Cela faisait deux ou trois jours que nous avions quitté la ziggourat, sans rencontrer une seule route ni même le moindre chemin, lorsque nous tombâmes sur une véritable piste de cadavres. Il s’agissait d’Asciens que l’on avait complètement dépouillés ; ainsi dépourvus de tout leur équipement et de tous leurs vêtements, on aurait dit que leurs corps émaciés étaient tombés du ciel à l’endroit où ils gisaient. J’estimai pour ma part que leur mort remontait à une semaine, mais l’humidité et la chaleur avaient sans aucun doute accéléré le processus de décomposition, et ce délai était en réalité peut-être beaucoup plus court. La cause du décès était rarement apparente.
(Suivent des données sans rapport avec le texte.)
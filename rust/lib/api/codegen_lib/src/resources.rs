//! Resources loader generator.
//!
//! For one page, emits a module exporting
//! `loadResources(props: { system: System })` that fetches every resource
//! data source in parallel and returns their values keyed by binding name.
//! Only variables and the system parameter actually referenced by some
//! resource expression get bindings.

use indexmap::IndexSet;
use sitegen_core::GeneratorConfig;
use sitegen_core::config::{DEFAULT_SDK_MODULE, DEFAULT_SITEMAP_MODULE};
use sitegen_ir::{DataSourceKind, DataSources, Page, Resources};
use tracing::debug;

use crate::ast::*;
use crate::expression::generate_expression;
use crate::render::render_module;
use crate::scope::Scope;

pub const LOADER_FUNCTION: &str = "loadResources";
pub const LOADER_PROPS: &str = "_props";
pub const CUSTOM_FETCH: &str = "customFetch";
pub const SITEMAP_BINDING: &str = "sitemap";

/// Identifiers the loader module declares or relies on. Data source
/// names must never shadow them.
pub const LOADER_IDENTIFIERS: &[&str] = &[
    "loadResource",
    "isLocalResource",
    "System",
    SITEMAP_BINDING,
    LOADER_FUNCTION,
    LOADER_PROPS,
    CUSTOM_FETCH,
    "fetch",
    "Response",
    "Promise",
    "JSON",
    "Record",
];

/// Module specifiers the generated code imports from.
#[derive(Debug, Clone, PartialEq, Eq)]
pub struct LoaderOptions {
    pub sdk_module: String,
    pub sitemap_module: String,
}

impl Default for LoaderOptions {
    fn default() -> Self {
        Self {
            sdk_module: DEFAULT_SDK_MODULE.to_string(),
            sitemap_module: DEFAULT_SITEMAP_MODULE.to_string(),
        }
    }
}

impl From<&GeneratorConfig> for LoaderOptions {
    fn from(config: &GeneratorConfig) -> Self {
        Self {
            sdk_module: config.sdk_module.clone(),
            sitemap_module: config.sitemap_module.clone(),
        }
    }
}

/// A fresh scope with the loader's own identifiers occupied.
pub fn loader_scope() -> Scope {
    Scope::new(LOADER_IDENTIFIERS.iter().copied())
}

/// Generate the loader module source with default import specifiers.
pub fn generate_resources_loader(
    scope: &mut Scope,
    page: &Page,
    data_sources: &DataSources,
    resources: &Resources,
) -> String {
    let module =
        build_resources_loader(scope, page, data_sources, resources, &LoaderOptions::default());
    render_module(&module)
}

/// Build the loader module AST.
///
/// Resource data sources whose resource no longer exists are skipped.
/// Parameters other than the page system parameter get no binding even
/// when referenced.
pub fn build_resources_loader(
    scope: &mut Scope,
    page: &Page,
    data_sources: &DataSources,
    resources: &Resources,
    options: &LoaderOptions,
) -> LoaderModule {
    let mut targets = Vec::new();
    let mut loaders = Vec::new();
    let mut used: IndexSet<String> = IndexSet::new();

    for data_source in data_sources.values() {
        let Some(resource_id) = data_source.resource_id() else {
            continue;
        };
        let Some(resource) = resources.get(resource_id) else {
            debug!(
                "data source {} points at missing resource {}, skipping",
                data_source.id, resource_id
            );
            continue;
        };

        let target = scope.get_name(&resource.id, &data_source.name);

        let url = generate_expression(&resource.url, data_sources, scope);
        used.extend(url.used);

        let mut headers = Vec::with_capacity(resource.headers.len());
        for header in &resource.headers {
            let value = generate_expression(&header.value, data_sources, scope);
            used.extend(value.used);
            headers.push(HeaderDescriptor {
                name: header.name.clone(),
                value: value.code,
            });
        }

        let body = resource.body_expression().map(|body| {
            let body = generate_expression(body, data_sources, scope);
            used.extend(body.used);
            body.code
        });

        targets.push(target);
        loaders.push(ResourceDescriptor {
            id: resource.id.clone(),
            name: resource.name.clone(),
            url: url.code,
            method: resource.method,
            headers,
            body,
        });
    }

    let mut bindings = Vec::new();
    for id in &used {
        let Some(data_source) = data_sources.get(id) else {
            continue;
        };
        match &data_source.kind {
            DataSourceKind::Variable { value } => bindings.push(Binding::Variable {
                name: scope.get_name(&data_source.id, &data_source.name),
                value: value.to_json(),
            }),
            DataSourceKind::Parameter if page.is_system(&data_source.id) => {
                bindings.push(Binding::System {
                    name: scope.get_name(&data_source.id, &data_source.name),
                })
            }
            DataSourceKind::Parameter => {
                debug!(
                    "parameter {} is referenced by a resource but is not the page system parameter",
                    data_source.id
                );
            }
            DataSourceKind::Resource { .. } => {}
        }
    }

    let has_resources = !loaders.is_empty();
    debug!(
        "page {}: {} resources, {} bindings",
        page.id,
        loaders.len(),
        bindings.len()
    );

    let mut imports = vec![Import {
        specifiers: vec![
            ImportSpecifier::value("loadResource"),
            ImportSpecifier::value("isLocalResource"),
            ImportSpecifier::type_only("System"),
        ],
        source: options.sdk_module.clone(),
    }];
    if has_resources {
        imports.push(Import {
            specifiers: vec![ImportSpecifier::value(SITEMAP_BINDING)],
            source: options.sitemap_module.clone(),
        });
    }

    let fetch = has_resources.then(|| ParallelFetch {
        fetcher: CUSTOM_FETCH.to_string(),
        sitemap: SITEMAP_BINDING.to_string(),
        targets: targets.clone(),
        loaders,
    });

    LoaderModule {
        imports,
        function: LoaderFunction {
            name: LOADER_FUNCTION.to_string(),
            props: LOADER_PROPS.to_string(),
            bindings,
            fetch,
            result: targets,
        },
    }
}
Jusqu’ici, nous n’avions vu que fort peu d’animaux d’une taille supérieure à celle des scarabées grotesques qui, la nuit, venaient bourdonner autour de nos feux. Les oiseaux que l’on entendait s’interpeller au sommet des arbres restaient la plupart du temps invisibles, et si les chauves-souris suceuses de sang nous avaient rendu visite, leurs ailes d’encre se confondaient avec l’obscurité oppressante de la nuit. Mais maintenant, on aurait dit que nous nous déplacions au milieu d’une armée d’animaux, attirée par l’odeur des cadavres comme des mouches par la dépouille d’une bête de somme. Il ne se passait pas une veille sans que nous entendions un bruit d’os broyés par de puissantes mâchoires, et la nuit, on voyait parfois briller –, au-delà du cercle de lumière de nos feux – une paire d’yeux verts ou écarlates, dont certains étaient écartés de deux bonnes paumes. Il n’était guère pensable que tous ces charognards gorgés de nourriture songeassent à nous attaquer ; néanmoins, mes gardes firent doubler les sentinelles, et celles qui dormaient conservaient leur corselet sur elles et avaient le cotel à la main.
Chaque jour, les cadavres étaient un peu plus récents, jusqu’à ce que nous tombions sur des individus encore vivants. Le crâne rasé et le regard halluciné, une folle se jeta dans notre colonne, un peu en avant de l’endroit où je me trouvais, hurlant des paroles incompréhensibles, avant de se précipiter entre les arbres. Nous l’entendîmes crier à l’aide, pleurer et vociférer des mots n’ayant aucun sens, mais Vodalus interdit que l’on s’écartât. Ce même après-midi, nous plongeâmes littéralement (comme on aurait pu dire que nous avions plongé dans la jungle) dans la horde ascienne.
Notre colonne était constituée de chargements de matériel et de provisions gardées par un escadron féminin ; à sa tête se trouvaient Vodalus et ses gens, plus quelques-uns de ses aides avec leur suite personnelle. En tout, c’est à peine s’il y avait un cinquième de ses forces ; mais si tous ses insurgés avaient été présents, et si chaque soldat avait été multiplié par cent, son armée aurait encore été comme une coupe d’eau dans le Gyoll.
Ceux que nous rencontrâmes en premier appartenaient à l’infanterie. L’Autarque m’avait expliqué, je m’en souvenais, qu’on ne leur donnait leurs armes que lorsque la bataille était imminente ; si c’était vrai, leurs officiers devaient penser que tel était bien le cas ou presque. J’en vis des milliers équipés de bardiches, si bien que je finis par croire que toute leur infanterie en était dotée ; puis, comme la nuit tombait, nous en vîmes encore d’autres milliers portant des demi-lunes.